Among the many forms of casting that see use in modern industry, gravity die casting is one of the earlier processes developed. Though relatively simple compared to other casting methods, gravity castings have been refined over time and remain useful for the right applications throughout the industry.

How Gravity Casting Works

Gravity casting, as the name suggests, relies on the force of gravity to drive the process. Metal placed in a crucible is heated until molten, then poured into a reusable mold or die to cool in the desired shape. This contrasts with methods such as sand casting that use temporary molds. The process is similar to pressure casting save for the reliance on gravity versus high-pressure injection. Modern die casts feature finely-designed sprues, gates and risers to control the metal’s flow into all parts of the mold, as well as vents that allow trapped gases to escape; this ensures sufficient material feeding to the entire mold and minimizes the risk of void formation within the product.

Gravity Casting

Applications of Gravity Casting

Parts manufactured from ferrous alloys generally require pressure casting, but gravity casting is suitable for working with copper, zinc and aluminum alloys, as well as some applications with cast iron.
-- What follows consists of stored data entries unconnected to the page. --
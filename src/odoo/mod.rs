//! Remote Procedure Client for the Odoo server.

mod client;
mod trait_def;

pub use client::OdooClient;
pub use trait_def::{OdooRemote, RemoteError, SearchOptions};

#[cfg(test)]
pub use trait_def::MockOdooRemote;
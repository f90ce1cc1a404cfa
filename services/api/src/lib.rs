mod cli;
mod console;
mod infra;
mod routes;
mod server;

use tht_diagnosis::error::AppError;

pub async fn run() -> Result<(), AppError> {
    cli::run().await
}
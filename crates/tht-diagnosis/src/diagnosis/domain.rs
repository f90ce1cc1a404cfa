use serde::{Deserialize, Serialize};

/// Empirical case statistics recorded for a single disease.
///
/// Symptom counts keep the order in which they were recorded.
#[derive(Debug, Clone, PartialEq, Eq, Serialize, Deserialize)]
pub struct DiseaseProfile {
    pub name: String,
    pub total_cases: u32,
    pub symptom_counts: Vec<(String, u32)>,
}

impl DiseaseProfile {
    pub fn new(name: impl Into<String>, total_cases: u32) -> Self {
        Self {
            name: name.into(),
            total_cases,
            symptom_counts: Vec::new(),
        }
    }

    pub fn with_symptom(mut self, symptom: impl Into<String>, count: u32) -> Self {
        let symptom = symptom.into();
        match self
            .symptom_counts
            .iter_mut()
            .find(|(recorded, _)| *recorded == symptom)
        {
            Some((_, existing)) => *existing = count,
            None => self.symptom_counts.push((symptom, count)),
        }
        self
    }

    /// Observed co-occurrence count, zero for symptoms outside the profile.
    pub fn symptom_count(&self, symptom: &str) -> u32 {
        self.symptom_counts
            .iter()
            .find(|(recorded, _)| recorded == symptom)
            .map(|(_, count)| *count)
            .unwrap_or(0)
    }
}

/// Ordered, read-only collection of disease profiles.
///
/// Iteration order is declaration order and doubles as the ranking tie-break.
#[derive(Debug, Clone, PartialEq, Eq, Serialize)]
pub struct DiseaseCatalog {
    diseases: Vec<DiseaseProfile>,
}

impl DiseaseCatalog {
    pub fn new(diseases: Vec<DiseaseProfile>) -> Self {
        Self { diseases }
    }

    pub fn diseases(&self) -> &[DiseaseProfile] {
        &self.diseases
    }

    pub fn get(&self, name: &str) -> Option<&DiseaseProfile> {
        self.diseases.iter().find(|disease| disease.name == name)
    }

    pub fn names(&self) -> impl Iterator<Item = &str> {
        self.diseases.iter().map(|disease| disease.name.as_str())
    }

    pub fn total_cases(&self) -> u64 {
        self.diseases
            .iter()
            .map(|disease| u64::from(disease.total_cases))
            .sum()
    }

    pub fn len(&self) -> usize {
        self.diseases.len()
    }

    pub fn is_empty(&self) -> bool {
        self.diseases.is_empty()
    }
}

/// Symptoms reported by the caller, with duplicates collapsed.
#[derive(Debug, Clone, Default, PartialEq, Eq, Serialize)]
pub struct Observation {
    symptoms: Vec<String>,
}

impl Observation {
    pub fn new<I, S>(symptoms: I) -> Self
    where
        I: IntoIterator<Item = S>,
        S: Into<String>,
    {
        let mut collected: Vec<String> = Vec::new();
        for symptom in symptoms {
            let symptom = symptom.into();
            if !collected.contains(&symptom) {
                collected.push(symptom);
            }
        }
        Self {
            symptoms: collected,
        }
    }

    /// Build an observation, rejecting names outside `vocabulary`.
    pub fn from_vocabulary<I, S>(symptoms: I, vocabulary: &[&str]) -> Result<Self, UnknownSymptom>
    where
        I: IntoIterator<Item = S>,
        S: Into<String>,
    {
        let observation = Self::new(symptoms);
        if let Some(unknown) = observation
            .symptoms
            .iter()
            .find(|symptom| !vocabulary.contains(&symptom.as_str()))
        {
            return Err(UnknownSymptom(unknown.clone()));
        }
        Ok(observation)
    }

    pub fn symptoms(&self) -> &[String] {
        &self.symptoms
    }

    pub fn len(&self) -> usize {
        self.symptoms.len()
    }

    pub fn is_empty(&self) -> bool {
        self.symptoms.is_empty()
    }
}

/// A symptom name that is not part of the recognised vocabulary.
#[derive(Debug, Clone, PartialEq, Eq, thiserror::Error)]
#[error("unknown symptom '{0}'")]
pub struct UnknownSymptom(pub String);
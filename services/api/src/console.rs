use clap::Args;
use tht_diagnosis::config::AppConfig;
use tht_diagnosis::diagnosis::{
    about, describe, list_symptoms, recommendations, DiagnosisError, DiagnosisReport,
    DiagnosisRequest, DiseaseCatalog, RankedEntry,
};
use tht_diagnosis::error::AppError;

const CHART_WIDTH: usize = 40;

#[derive(Args, Debug, Default)]
pub(crate) struct DiagnoseArgs {
    /// Symptom name or its number from `symptoms`; repeat for each symptom
    #[arg(short, long = "symptom", value_name = "SYMPTOM")]
    pub(crate) symptoms: Vec<String>,
    /// Minimum number of symptoms required (1-5, defaults to APP_MIN_SYMPTOMS)
    #[arg(long, value_parser = clap::value_parser!(u8).range(1..=5))]
    pub(crate) min_symptoms: Option<u8>,
    /// Print the report as JSON instead of text
    #[arg(long)]
    pub(crate) json: bool,
}

#[derive(Args, Debug)]
pub(crate) struct DiseaseArgs {
    /// Disease name, e.g. "Polip Hidung"
    pub(crate) name: String,
}

pub(crate) fn run_symptoms() {
    println!("Gejala yang dikenali");
    for (index, symptom) in list_symptoms().iter().enumerate() {
        println!("{:>3}. {}", index + 1, symptom);
    }
}

pub(crate) fn run_diagnose(args: DiagnoseArgs) -> Result<(), AppError> {
    let DiagnoseArgs {
        symptoms,
        min_symptoms,
        json,
    } = args;

    let default_min_symptoms = AppConfig::load()?.diagnosis.min_symptoms;
    let request = DiagnosisRequest {
        symptoms: symptoms.iter().map(|raw| resolve_symptom(raw)).collect(),
        min_symptoms: min_symptoms.map(usize::from),
    };

    match DiagnosisReport::build(request, default_min_symptoms) {
        Ok(report) if json => {
            println!("{}", serde_json::to_string_pretty(&report)?);
            Ok(())
        }
        Ok(report) => {
            render_report(&report);
            Ok(())
        }
        Err(DiagnosisError::Gate(rejected)) => {
            println!("{rejected}");
            Ok(())
        }
        Err(err) => Err(err.into()),
    }
}

pub(crate) fn run_disease(args: DiseaseArgs) -> Result<(), AppError> {
    let catalog = DiseaseCatalog::standard();
    let disease = catalog
        .get(args.name.trim())
        .ok_or_else(|| DiagnosisError::UnknownDisease(args.name.clone()))?;

    println!("{} ({} kasus tercatat)", disease.name, disease.total_cases);
    if let Some(description) = describe(&disease.name) {
        println!("Deskripsi: {description}");
    }

    println!("\nGejala tercatat");
    for (symptom, count) in &disease.symptom_counts {
        println!("- {symptom}: {count}");
    }

    println!("\nRekomendasi Tindakan");
    for action in recommendations(&disease.name) {
        println!("• {action}");
    }

    Ok(())
}

pub(crate) fn run_about() {
    let content = about();
    println!("{}", content.title);
    println!("{}", content.welcome);
    println!("\nTentang Aplikasi\n{}", content.purpose);
    println!("\nMetodologi\n{}", content.methodology);
    println!("\nBatasan");
    for limitation in content.limitations {
        println!("- {limitation}");
    }
    println!("\nTentang Pengembang\n{}", content.developer_note);
}

/// Map a 1-based selection number onto the vocabulary; other input passes through.
pub(crate) fn resolve_symptom(raw: &str) -> String {
    let trimmed = raw.trim();
    trimmed
        .parse::<usize>()
        .ok()
        .and_then(|number| number.checked_sub(1))
        .and_then(|index| list_symptoms().get(index))
        .map(|symptom| symptom.to_string())
        .unwrap_or_else(|| trimmed.to_string())
}

pub(crate) fn render_report(report: &DiagnosisReport) {
    println!("Hasil Diagnosis");
    println!("Gejala: {}", report.selected_symptoms.join(", "));

    println!("\nProbabilitas Diagnosis Penyakit");
    for line in chart_lines(&report.ranking) {
        println!("{line}");
    }

    println!("\nPenyakit yang paling mungkin: {}", report.top_disease);
    if let Some(description) = report.description {
        println!("Deskripsi: {description}");
    }

    println!("\nRekomendasi Tindakan");
    for action in report.recommendations {
        println!("• {action}");
    }

    println!("\n{}", report.disclaimer);
}

/// Horizontal bar chart scaled to the highest score.
pub(crate) fn chart_lines(ranking: &[RankedEntry]) -> Vec<String> {
    let label_width = ranking
        .iter()
        .map(|entry| entry.disease.chars().count())
        .max()
        .unwrap_or(0);
    let peak = ranking
        .iter()
        .map(|entry| entry.score)
        .fold(0.0_f64, f64::max);

    ranking
        .iter()
        .map(|entry| {
            let bar = if peak > 0.0 {
                ((entry.score / peak) * CHART_WIDTH as f64).round() as usize
            } else {
                0
            };
            format!(
                "{:<label_width$}  {:.4}  {:>5.1}%  {}",
                entry.disease,
                entry.score,
                entry.share * 100.0,
                "█".repeat(bar),
            )
        })
        .collect()
}
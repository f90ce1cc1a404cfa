use crate::console::{
    run_about, run_diagnose, run_disease, run_symptoms, DiagnoseArgs, DiseaseArgs,
};
use crate::server;
use clap::{Args, Parser, Subcommand};
use tht_diagnosis::error::AppError;

#[derive(Parser, Debug)]
#[command(
    name = "Sistem Pakar Diagnosis Penyakit THT",
    about = "Screen ear-nose-throat symptoms with a Naive Bayes ranking, from the command line or over HTTP",
    version
)]
struct Cli {
    #[command(subcommand)]
    command: Option<Command>,
}

#[derive(Subcommand, Debug)]
enum Command {
    /// Start the HTTP service (default command)
    Serve(ServeArgs),
    /// List the recognised symptoms with their selection numbers
    Symptoms,
    /// Rank diseases for a set of symptoms
    Diagnose(DiagnoseArgs),
    /// Show the description and recommended actions for a disease
    Disease(DiseaseArgs),
    /// Describe the methodology and limitations of the tool
    About,
}

#[derive(Args, Debug, Default)]
pub(crate) struct ServeArgs {
    /// Override the configured host for the HTTP server
    #[arg(long)]
    pub(crate) host: Option<String>,
    /// Override the configured port for the HTTP server
    #[arg(long)]
    pub(crate) port: Option<u16>,
    /// Override the default minimum number of symptoms per diagnosis (1-5)
    #[arg(long, value_parser = clap::value_parser!(u8).range(1..=5))]
    pub(crate) min_symptoms: Option<u8>,
}

pub(crate) async fn run() -> Result<(), AppError> {
    let cli = Cli::parse();
    let command = cli
        .command
        .unwrap_or_else(|| Command::Serve(ServeArgs::default()));

    match command {
        Command::Serve(args) => server::run(args).await,
        Command::Symptoms => {
            run_symptoms();
            Ok(())
        }
        Command::Diagnose(args) => run_diagnose(args),
        Command::Disease(args) => run_disease(args),
        Command::About => {
            run_about();
            Ok(())
        }
    }
}
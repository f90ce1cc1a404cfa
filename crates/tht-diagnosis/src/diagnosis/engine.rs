use super::catalog::SYMPTOM_VOCABULARY;
use super::domain::{DiseaseCatalog, DiseaseProfile, Observation};
use super::ranking::RankedDiagnosis;
use serde::Serialize;

/// Naive Bayes scorer with Laplace (add-one) smoothing over the vocabulary.
#[derive(Debug, Clone, Copy, PartialEq, Eq)]
pub struct NaiveBayesEngine {
    vocabulary_size: usize,
}

impl NaiveBayesEngine {
    pub fn new(vocabulary_size: usize) -> Self {
        Self { vocabulary_size }
    }

    /// Engine sized for the shipped symptom vocabulary.
    pub fn standard() -> Self {
        Self::new(SYMPTOM_VOCABULARY.len())
    }

    pub fn vocabulary_size(&self) -> usize {
        self.vocabulary_size
    }

    /// Unnormalized posterior `prior * likelihood` for every disease, in catalog order.
    pub fn score(&self, catalog: &DiseaseCatalog, observation: &Observation) -> PosteriorScores {
        let total_cases = catalog.total_cases() as f64;

        let entries = catalog
            .diseases()
            .iter()
            .map(|disease| {
                let prior = if total_cases > 0.0 {
                    f64::from(disease.total_cases) / total_cases
                } else {
                    0.0
                };
                let likelihood = self.likelihood(disease, observation);

                PosteriorScore {
                    disease: disease.name.clone(),
                    prior,
                    likelihood,
                    score: prior * likelihood,
                }
            })
            .collect();

        PosteriorScores { entries }
    }

    fn likelihood(&self, disease: &DiseaseProfile, observation: &Observation) -> f64 {
        let denominator = f64::from(disease.total_cases) + self.vocabulary_size as f64;
        if denominator <= 0.0 {
            return if observation.is_empty() { 1.0 } else { 0.0 };
        }

        observation
            .symptoms()
            .iter()
            .map(|symptom| (f64::from(disease.symptom_count(symptom)) + 1.0) / denominator)
            .product()
    }
}

/// Posterior contribution computed for one disease.
#[derive(Debug, Clone, PartialEq, Serialize)]
pub struct PosteriorScore {
    pub disease: String,
    pub prior: f64,
    pub likelihood: f64,
    pub score: f64,
}

/// Per-disease posterior scores. These are relative weights, not probabilities.
#[derive(Debug, Clone, PartialEq, Serialize)]
pub struct PosteriorScores {
    entries: Vec<PosteriorScore>,
}

impl PosteriorScores {
    pub fn entries(&self) -> &[PosteriorScore] {
        &self.entries
    }

    pub fn get(&self, disease: &str) -> Option<f64> {
        self.entries
            .iter()
            .find(|entry| entry.disease == disease)
            .map(|entry| entry.score)
    }

    /// Sum of all scores; the evidence term for normalization.
    pub fn evidence(&self) -> f64 {
        self.entries.iter().map(|entry| entry.score).sum()
    }

    pub fn len(&self) -> usize {
        self.entries.len()
    }

    pub fn is_empty(&self) -> bool {
        self.entries.is_empty()
    }

    pub fn rank(&self) -> RankedDiagnosis {
        RankedDiagnosis::from_scores(self)
    }
}
use super::engine::PosteriorScores;
use serde::Serialize;

/// One disease in a ranked diagnosis.
///
/// `score` is the raw posterior weight; `share` divides it by the sum of all
/// scores so that callers wanting a probability-like figure have one.
#[derive(Debug, Clone, PartialEq, Serialize)]
pub struct RankedEntry {
    pub disease: String,
    pub score: f64,
    pub share: f64,
}

/// Diseases ordered from most to least likely.
#[derive(Debug, Clone, PartialEq, Serialize)]
#[serde(transparent)]
pub struct RankedDiagnosis {
    entries: Vec<RankedEntry>,
}

impl RankedDiagnosis {
    pub fn from_scores(scores: &PosteriorScores) -> Self {
        let evidence = scores.evidence();
        let mut entries: Vec<RankedEntry> = scores
            .entries()
            .iter()
            .map(|entry| RankedEntry {
                disease: entry.disease.clone(),
                score: entry.score,
                share: if evidence > 0.0 {
                    entry.score / evidence
                } else {
                    0.0
                },
            })
            .collect();

        // sort_by is stable: equal scores keep catalog order.
        entries.sort_by(|left, right| right.score.total_cmp(&left.score));

        Self { entries }
    }

    pub fn entries(&self) -> &[RankedEntry] {
        &self.entries
    }

    pub fn top(&self) -> Option<&RankedEntry> {
        self.entries.first()
    }

    pub fn top_disease(&self) -> Option<&str> {
        self.top().map(|entry| entry.disease.as_str())
    }

    pub fn into_entries(self) -> Vec<RankedEntry> {
        self.entries
    }
}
In particular, die casting is the go-to method for working with aluminum alloys; thus, these castings are common in the automobile and aerospace industries where aluminum alloys are prized for a good strength-to-weight ratio. Gravity casting is preferred over pressure casting when short cycle times are not a high priority—upfront costs are lower, since pressure casting requires more advanced equipment and dies made to withstand the high pressures employed. Additionally, gravity castings feature more uniform, less porous internal structures. The primary drawback is that the molten metal may not properly flow into thinner sections in time to cool, so pressure casting becomes necessary.